Understanding how numpy arrays are laid out in memory

Question

I'm trying to use build OpenGL textures in python using numpy, but I'm running into problems because I can't predict how numpy arrays will be organized in memory. The example program below (which should run as-is) illustrates my confusion:

from pylab import *

array_by_hand = array(
    [[[1, 2, 3, 4], [1, 2, 3, 4]], 
    [[1, 2, 3, 4], [1, 2, 3, 4]]], dtype='uint8')

layers = 1 * ones((2, 2)), 2 * ones((2, 2)), 3 * ones((2, 2)), 4 * ones((2, 2))
array_from_layers = dstack(layers)
array_from_layers = array_from_layers.astype('uint8')
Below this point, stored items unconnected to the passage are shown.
pub struct Shell {
    config: ShellConfig,
    registry: Rc<DiskRegistry>,
    env: Environment,
    console: Console,
    machine: Machine,
    state: ShellState,
    agent: Option<Weak<dyn AgentContext>>,
    started: Instant,
    allow_break: bool,
    break_requested: bool,
    /// Immediate-mode lines of a block that is still open
    pending_source: String,
    request: Option<ShellRequest>,
    /// Globals defined by the system startup, kept across runs
    system_globals: Vec<String>,
}

impl Shell {
    #[must_use]
    pub fn new(config: ShellConfig, registry: Rc<DiskRegistry>) -> Self {
        let mut env = Environment::new();
        env.insert(CURDIR, config.initial_dir.clone());
        Self {
            allow_break: config.allow_break,
            config,
            registry,
            env,
            console: Console::new(),
            machine: Machine::new(),
            state: ShellState::Idle,
            agent: None,
            started: Instant::now(),
            break_requested: false,
            pending_source: String::new(),
            request: None,
            system_globals: Vec::new(),
        }
    }

    /// Shell that runs on behalf of an in-world agent
    #[must_use]
    pub fn for_agent(config: ShellConfig, registry: Rc<DiskRegistry>, agent: Weak<dyn AgentContext>) -> Self {
        let mut shell = Self::new(config, registry);
        shell.agent = Some(agent);
        shell
    }

    #[must_use]
    pub fn state(&self) -> ShellState {
        self.state
    }

    #[must_use]
    pub fn registry(&self) -> &Rc<DiskRegistry> {
        &self.registry
    }

    #[must_use]
    pub fn env(&self) -> &Environment {
        &self.env
    }

    #[must_use]
    pub fn current_dir(&self) -> &str {
        self.env.get(CURDIR).unwrap_or("/")
    }

    #[must_use]
    pub fn allow_break(&self) -> bool {
        self.allow_break
    }

    #[must_use]
    pub fn global(&self, name: &str) -> Option<&Value> {
        self.machine.global(name)
    }

    /// Everything printed since the last call
    pub fn take_output(&mut self) -> String {
        self.console.take_output()
    }

    pub fn push_key(&mut self, key: char) {
        self.console.push_key(key);
    }

    /// True while an immediate-mode block is still open
    #[must_use]
    pub fn needs_more_input(&self) -> bool {
        !self.pending_source.is_empty()
    }

    fn set_state(&mut self, state: ShellState) {
        if self.state != state {
            log_debug!(
                "shell {from} -> {to}",
                from: format!("{:?}", self.state),
                to: format!("{state:?}")
            );
            self.state = state;
        }
    }

    fn prompt(&self) -> String {
        let (key, fallback) = if self.needs_more_input() {
            ("morePrompt", self.config.more_prompt.as_str())
        } else {
            ("prompt", self.config.prompt.as_str())
        };
        self.env.get(key).unwrap_or(fallback).to_string()
    }

    /// Run the system startup script to completion, then start the user's.
    pub fn boot(&mut self) {
        let system = self.config.system_startup.clone();
        match self.registry.read_text(&system) {
            Some(source) => self.run_startup(&system, &source),
            None => log_debug!("no system startup at {system}", system: system.as_str()),
        }
        self.system_globals = self.machine.global_names();

        if self.state != ShellState::Running {
            let user = self.config.user_startup.clone();
            if self.registry.exists(&user) {
                self.start_run(&user);
            }
        }
    }

    fn run_startup(&mut self, path: &str, source: &str) {
        let program = match compile(source, Mode::Program) {
            Ok(program) => program,
            Err(err) => {
                self.report(path, &err);
                return;
            }
        };
        self.machine.load(program);
        match self.run_slice(None) {
            Ok(RunOutcome::Finished | RunOutcome::OutOfTime) => {}
            Ok(RunOutcome::Waiting) => {
                let function = self
                    .machine
                    .pending()
                    .map(|call| call.function.clone())
                    .unwrap_or_default();
                let err = ScriptError::Runtime {
                    line: 0,
                    message: format!("{function} cannot wait during startup"),
                };
                self.report(path, &err);
            }
            Ok(RunOutcome::Stopped) => self.take_request(),
            Err(err) => self.report(path, &err),
        }
    }

    /// Advance by one host tick
    pub fn update(&mut self) {
        if std::mem::take(&mut self.break_requested) && self.state == ShellState::Running {
            self.apply_break();
        }
        match self.state {
            ShellState::Idle => {
                let prompt = self.prompt();
                self.console.write(&prompt);
                self.set_state(ShellState::AwaitingLineInput);
            }
            ShellState::AwaitingLineInput => {}
            ShellState::Running => self.resume(),
        }
    }

    /// Commit a typed line: input for a running script, otherwise a command
    pub fn submit_line(&mut self, line: &str) {
        if self.state == ShellState::Running {
            self.console.push_line(line);
        } else {
            self.handle_command(line);
        }
    }

    /// Compile and start one immediate-mode line
    pub fn handle_command(&mut self, line: &str) {
        self.pending_source.push_str(line);
        self.pending_source.push('\n');

        match compile(&self.pending_source, Mode::Immediate) {
            Ok(program) => {
                self.pending_source.clear();
                self.machine.load(program);
                self.set_state(ShellState::Running);
                self.resume();
            }
            Err(ScriptError::NeedMoreInput) => self.set_state(ShellState::Idle),
            Err(err) => {
                self.pending_source.clear();
                self.console.print(&err.to_string());
                log_warn!("command failed: {err}", err: err.to_string().as_str());
                self.set_state(ShellState::Idle);
            }
        }
    }

    /// Discard whatever is running and start the program at `path`
    pub fn request_run(&mut self, path: &str) {
        match resolve_path(self.current_dir(), path) {
            Ok(path) => self.start_run(&path),
            Err(err) => {
                self.console.print(&err.to_string());
                self.set_state(ShellState::Idle);
            }
        }
    }

    fn start_run(&mut self, path: &str) {
        self.machine.abort();
        self.pending_source.clear();

        let Some(source) = self.registry.read_text(path) else {
            self.console.print(&diskfs::Error::FileNotFound.to_string());
            self.set_state(ShellState::Idle);
            return;
        };
        match compile(&source, Mode::Program) {
            Ok(program) => {
                log_info!("running {path}", path);
                self.reset_globals();
                self.machine.load(program);
                self.set_state(ShellState::Running);
            }
            Err(err) => {
                self.report(path, &err);
            }
        }
    }

    /// Ask the running script to stop at the next tick.
    ///
    /// Refused while break is disabled or when nothing is running.
    pub fn request_break(&mut self) -> bool {
        if !self.allow_break || self.state != ShellState::Running {
            log_debug!("break ignored while {state}", state: format!("{:?}", self.state));
            return false;
        }
        self.break_requested = true;
        true
    }

    fn apply_break(&mut self) {
        log_info!("break while {state}", state: format!("{:?}", self.state));
        self.capture_stack();
        self.machine.abort();
        self.console.clear_keys();
        self.pending_source.clear();
        self.console.print("BREAK");
        self.set_state(ShellState::Idle);
    }

    /// Script-style property write made by the host
    pub fn set_property(&mut self, command: SetProperty) -> PropertyOutcome {
        let mut host = ShellHost {
            registry: &self.registry,
            env: &mut self.env,
            console: &mut self.console,
            agent: self.agent.as_ref().and_then(Weak::upgrade),
            started: self.started,
            allow_break: &mut self.allow_break,
            request: &mut self.request,
        };
        host.set_property(command)
    }

    fn run_slice(&mut self, budget: Option<Duration>) -> Result<RunOutcome, ScriptError> {
        let mut host = ShellHost {
            registry: &self.registry,
            env: &mut self.env,
            console: &mut self.console,
            agent: self.agent.as_ref().and_then(Weak::upgrade),
            started: self.started,
            allow_break: &mut self.allow_break,
            request: &mut self.request,
        };
        self.machine.run(&mut host, budget)
    }

    fn resume(&mut self) {
        match self.run_slice(Some(self.config.time_slice())) {
            Ok(RunOutcome::Finished) => self.set_state(ShellState::Idle),
            Ok(RunOutcome::OutOfTime | RunOutcome::Waiting) => {}
            Ok(RunOutcome::Stopped) => {
                self.set_state(ShellState::Idle);
                self.take_request();
            }
            Err(err) => self.report("script", &err),
        }
    }

    fn take_request(&mut self) {
        match self.request.take() {
            Some(ShellRequest::Run(path)) => self.start_run(&path),
            Some(ShellRequest::Reset) => {
                self.machine.abort();
                self.reset_globals();
                self.set_state(ShellState::Idle);
            }
            None => self.machine.abort(),
        }
    }

    fn reset_globals(&mut self) {
        let mut keep: Vec<&str> = PRESERVED_GLOBALS.to_vec();
        keep.extend(self.system_globals.iter().map(String::as_str));
        self.machine.reset_globals(&keep);
    }

    fn capture_stack(&mut self) {
        let frames = self.machine.stack_snapshot().into_iter().map(Value::str).collect();
        self.machine.set_global(STACK_AT_BREAK, Value::list(frames));
    }

    fn report(&mut self, source: &str, err: &ScriptError) {
        log_warn!("{source}: {err}", source, err: err.to_string().as_str());
        self.capture_stack();
        self.machine.abort();
        self.console.print(&err.to_string());
        self.set_state(ShellState::Idle);
    }
}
print array_by_hand; print
print array_from_layers; print

print ' '.join(x.encode('hex') for x in array_by_hand.data)
print ' '.join(x.encode('hex') for x in array_from_layers.data)
print
print all(array_by_hand == array_from_layers)                 # True
print str(array_by_hand.data) == str(array_from_layers.data)  # False

Although the two arrays are equivalent as far as python is concerned, the are laid out differently in memory and therefore displayed differently by OpenGL. Can someone explain why this is happening and how I might coerce both arrays to the same format?

Answer 1

If you call the tostring method instead, it converts the array to C-contiguous layout:

>>> array_by_hand.tostring() == array_from_layers.tostring()
True

The reason the string is different in your case is because of the dstack call. It tries to be smart about stacking arrays together by simply combining the underlying data of the source arrays and then changing numpy's stride information. This results in the array not being in C-contiguous layout.